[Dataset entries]
◇ ◇ ◇

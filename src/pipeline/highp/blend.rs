// Copyright 2018 Google Inc.
// Copyright 2020 Yevhenii Reizner
//
// Use of this source code is governed by a BSD-style license that can be
// found in the LICENSE file.

//! Blend modes. Source is `r, g, b, a`, destination is `dr, dg, db, da`.

use crate::wide::F32Lanes;

use super::{inv, mad, two, Pipeline};

pub(super) fn source<F: F32Lanes>(_: &mut Pipeline<F>) {}

macro_rules! blend_fn {
    ($name:ident, |$s:pat, $d:pat, $sa:pat, $da:pat| $body:expr) => {
        pub(super) fn $name<F: F32Lanes>(p: &mut Pipeline<F>) {
            #[inline(always)]
            fn f<F: F32Lanes>($s: F, $d: F, $sa: F, $da: F) -> F {
                $body
            }

            p.r = f(p.r, p.dr, p.a, p.da);
            p.g = f(p.g, p.dg, p.a, p.da);
            p.b = f(p.b, p.db, p.a, p.da);
            p.a = f(p.a, p.da, p.a, p.da);
        }
    };
}

blend_fn!(clear,            |_, _,  _,  _| F::default());
blend_fn!(source_atop,      |s, d, sa, da| s * da + d * inv(sa));
blend_fn!(destination_atop, |s, d, sa, da| d * sa + s * inv(da));
blend_fn!(source_in,        |s, _,  _, da| s * da);
blend_fn!(destination_in,   |_, d, sa,  _| d * sa);
blend_fn!(source_out,       |s, _,  _, da| s * inv(da));
blend_fn!(destination_out,  |_, d, sa,  _| d * inv(sa));
blend_fn!(source_over,      |s, d, sa,  _| mad(d, inv(sa), s));
blend_fn!(destination_over, |s, d,  _, da| mad(s, inv(da), d));
blend_fn!(modulate,         |s, d,  _,  _| s * d);
blend_fn!(multiply,         |s, d, sa, da| s * inv(da) + d * inv(sa) + s * d);
blend_fn!(plus,             |s, d,  _,  _| (s + d).min(F::splat(1.0)));
blend_fn!(screen,           |s, d,  _,  _| s + d - s * d);
blend_fn!(xor,              |s, d, sa, da| s * inv(da) + d * inv(sa));

macro_rules! blend_fn2 {
    ($name:ident, |$s:pat, $d:pat, $sa:pat, $da:pat| $body:expr) => {
        pub(super) fn $name<F: F32Lanes>(p: &mut Pipeline<F>) {
            #[inline(always)]
            fn f<F: F32Lanes>($s: F, $d: F, $sa: F, $da: F) -> F {
                $body
            }

            // The same logic applied to color, and source_over for alpha.
            p.r = f(p.r, p.dr, p.a, p.da);
            p.g = f(p.g, p.dg, p.a, p.da);
            p.b = f(p.b, p.db, p.a, p.da);
            p.a = mad(p.da, inv(p.a), p.a);
        }
    };
}

blend_fn2!(darken,     |s, d, sa, da| s + d - (s * da).max(d * sa));
blend_fn2!(lighten,    |s, d, sa, da| s + d - (s * da).min(d * sa));
blend_fn2!(difference, |s, d, sa, da| s + d - two((s * da).min(d * sa)));
blend_fn2!(exclusion,  |s, d,  _,  _| s + d - two(s * d));

blend_fn2!(color_burn, |s, d, sa, da|
    d.cmp_eq(da).blend(
        d + s * inv(da),
        s.cmp_eq(F::default()).blend(
            d * inv(sa),
            sa * (da - da.min((da - d) * sa / s)) + s * inv(da) + d * inv(sa)
        )
    )
);

blend_fn2!(color_dodge, |s, d, sa, da|
    d.cmp_eq(F::default()).blend(
        s * inv(da),
        s.cmp_eq(sa).blend(
            s + d * inv(sa),
            sa * da.min((d * sa) / (sa - s)) + s * inv(da) + d * inv(sa)
        )
    )
);

blend_fn2!(hard_light, |s, d, sa, da|
    s * inv(da) + d * inv(sa) + two(s).cmp_le(sa).blend(
        two(s * d),
        sa * da - two((da - d) * (sa - s))
    )
);

blend_fn2!(overlay, |s, d, sa, da|
    s * inv(da) + d * inv(sa) + two(d).cmp_le(da).blend(
        two(s * d),
        sa * da - two((da - d) * (sa - s))
    )
);

blend_fn2!(soft_light, |s, d, sa, da| {
    let m  = da.cmp_gt(F::default()).blend(d / da, F::default());
    let s2 = two(s);
    let m4 = two(two(m));

    // The logic forks three ways:
    //    1. dark src?
    //    2. light src, dark dst?
    //    3. light src, light dst?
    let dark_src = d * (sa + (s2 - sa) * (F::splat(1.0) - m));
    let dark_dst = (m4 * m4 + m4) * (m - F::splat(1.0)) + F::splat(7.0) * m;
    let lite_dst = m.sqrt() - m;
    let lite_src = d * sa + da * (s2 - sa)
        * two(two(d)).cmp_le(da).blend(dark_dst, lite_dst); // 2 or 3?

    s * inv(da) + d * inv(sa) + s2.cmp_le(sa).blend(dark_src, lite_src) // 1 or (2 or 3)?
});

// We're basing our implementation of non-separable blend modes on
//   https://www.w3.org/TR/compositing-1/#blendingnonseparable.
// and
//   https://www.khronos.org/registry/OpenGL/specs/es/3.2/es_spec_3.2.pdf
// They're equivalent, but ES' math has been better simplified.
//
// Anything extra we add beyond that is to make the math work with premul inputs.

macro_rules! blend_fn3 {
    ($name:ident, $f:ident) => {
        pub(super) fn $name<F: F32Lanes>(p: &mut Pipeline<F>) {
            let (mut rr, mut gg, mut bb) = $f(p);
            clip_color(&mut rr, &mut gg, &mut bb, p.a * p.da);

            let (a, da) = (p.a, p.da);
            p.r = p.r * inv(da) + p.dr * inv(a) + rr;
            p.g = p.g * inv(da) + p.dg * inv(a) + gg;
            p.b = p.b * inv(da) + p.db * inv(a) + bb;
            p.a = a + da - a * da;
        }
    };
}

blend_fn3!(hue, hue_k);
blend_fn3!(saturation, saturation_k);
blend_fn3!(color, color_k);
blend_fn3!(luminosity, luminosity_k);

#[inline(always)]
fn hue_k<F: F32Lanes>(p: &Pipeline<F>) -> (F, F, F) {
    let (mut r, mut g, mut b) = (p.r * p.a, p.g * p.a, p.b * p.a);
    set_sat(&mut r, &mut g, &mut b, sat(p.dr, p.dg, p.db) * p.a);
    set_lum(&mut r, &mut g, &mut b, lum(p.dr, p.dg, p.db) * p.a);
    (r, g, b)
}

#[inline(always)]
fn saturation_k<F: F32Lanes>(p: &Pipeline<F>) -> (F, F, F) {
    let (mut r, mut g, mut b) = (p.dr * p.a, p.dg * p.a, p.db * p.a);
    set_sat(&mut r, &mut g, &mut b, sat(p.r, p.g, p.b) * p.da);
    set_lum(&mut r, &mut g, &mut b, lum(p.dr, p.dg, p.db) * p.a); // (This is not redundant.)
    (r, g, b)
}

#[inline(always)]
fn color_k<F: F32Lanes>(p: &Pipeline<F>) -> (F, F, F) {
    let (mut r, mut g, mut b) = (p.r * p.da, p.g * p.da, p.b * p.da);
    set_lum(&mut r, &mut g, &mut b, lum(p.dr, p.dg, p.db) * p.a);
    (r, g, b)
}

#[inline(always)]
fn luminosity_k<F: F32Lanes>(p: &Pipeline<F>) -> (F, F, F) {
    let (mut r, mut g, mut b) = (p.dr * p.a, p.dg * p.a, p.db * p.a);
    set_lum(&mut r, &mut g, &mut b, lum(p.r, p.g, p.b) * p.da);
    (r, g, b)
}

#[inline(always)]
fn sat<F: F32Lanes>(r: F, g: F, b: F) -> F {
    r.max(g.max(b)) - r.min(g.min(b))
}

#[inline(always)]
fn lum<F: F32Lanes>(r: F, g: F, b: F) -> F {
    r * F::splat(0.30) + g * F::splat(0.59) + b * F::splat(0.11)
}

#[inline(always)]
fn set_sat<F: F32Lanes>(r: &mut F, g: &mut F, b: &mut F, s: F) {
    let mn  = (*r).min((*g).min(*b));
    let mx  = (*r).max((*g).max(*b));
    let sat = mx - mn;

    // Map min channel to 0, max channel to s, and scale the middle proportionally.
    let scale = |c: F| sat.cmp_eq(F::default()).blend(F::default(), (c - mn) * s / sat);

    *r = scale(*r);
    *g = scale(*g);
    *b = scale(*b);
}

#[inline(always)]
fn set_lum<F: F32Lanes>(r: &mut F, g: &mut F, b: &mut F, l: F) {
    let diff = l - lum(*r, *g, *b);
    *r += diff;
    *g += diff;
    *b += diff;
}

#[inline(always)]
fn clip_color<F: F32Lanes>(r: &mut F, g: &mut F, b: &mut F, a: F) {
    let mn = (*r).min((*g).min(*b));
    let mx = (*r).max((*g).max(*b));
    let l  = lum(*r, *g, *b);

    let clip = |mut c: F| {
        c = mn.cmp_ge(F::default()).blend(c, l + (c - l) * l / (l - mn));
        c = mx.cmp_gt(a).blend(l + (c - l) * (a - l) / (mx - l), c);
        c.max(F::default()) // Sometimes without this we may dip just a little negative.
    };

    *r = clip(*r);
    *g = clip(*g);
    *b = clip(*b);
}

#[cfg(test)]
mod tests {
    use super::*;
    use crate::wide::f32x4;

    fn pipeline(s: [f32; 4], d: [f32; 4]) -> Pipeline<f32x4> {
        let mut p = Pipeline::default();
        p.r = f32x4::splat(s[0]);
        p.g = f32x4::splat(s[1]);
        p.b = f32x4::splat(s[2]);
        p.a = f32x4::splat(s[3]);
        p.dr = f32x4::splat(d[0]);
        p.dg = f32x4::splat(d[1]);
        p.db = f32x4::splat(d[2]);
        p.da = f32x4::splat(d[3]);
        p
    }

    fn first(p: &Pipeline<f32x4>) -> [f32; 4] {
        [p.r.to_array()[0], p.g.to_array()[0], p.b.to_array()[0], p.a.to_array()[0]]
    }

    #[test]
    fn transparent_source_over_keeps_destination() {
        let mut p = pipeline([0.0; 4], [0.2, 0.4, 0.6, 0.8]);
        source_over(&mut p);
        assert_eq!(first(&p), [0.2, 0.4, 0.6, 0.8]);
    }

    #[test]
    fn plus_saturates() {
        let mut p = pipeline([0.75; 4], [0.5; 4]);
        plus(&mut p);
        assert_eq!(first(&p), [1.0; 4]);
    }

    #[test]
    fn separable_alpha_is_source_over() {
        let mut p = pipeline([0.1, 0.2, 0.3, 0.5], [0.25, 0.25, 0.25, 0.5]);
        darken(&mut p);
        assert_eq!(first(&p)[3], 0.75);
    }

    #[test]
    fn hue_of_gray_is_gray() {
        // A gray source has no hue, so the result keeps destination luminosity without color.
        let mut p = pipeline([0.5, 0.5, 0.5, 1.0], [0.5, 0.5, 0.5, 1.0]);
        hue(&mut p);
        let c = first(&p);
        assert!((c[0] - 0.5).abs() < 1e-6);
        assert!((c[1] - 0.5).abs() < 1e-6);
        assert!((c[2] - 0.5).abs() < 1e-6);
        assert_eq!(c[3], 1.0);
    }
}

◇ ◇ ◇

Problem statement — Working down the entries above, count each line in which "scale" occurs, and state only the resulting number.

Task output — 5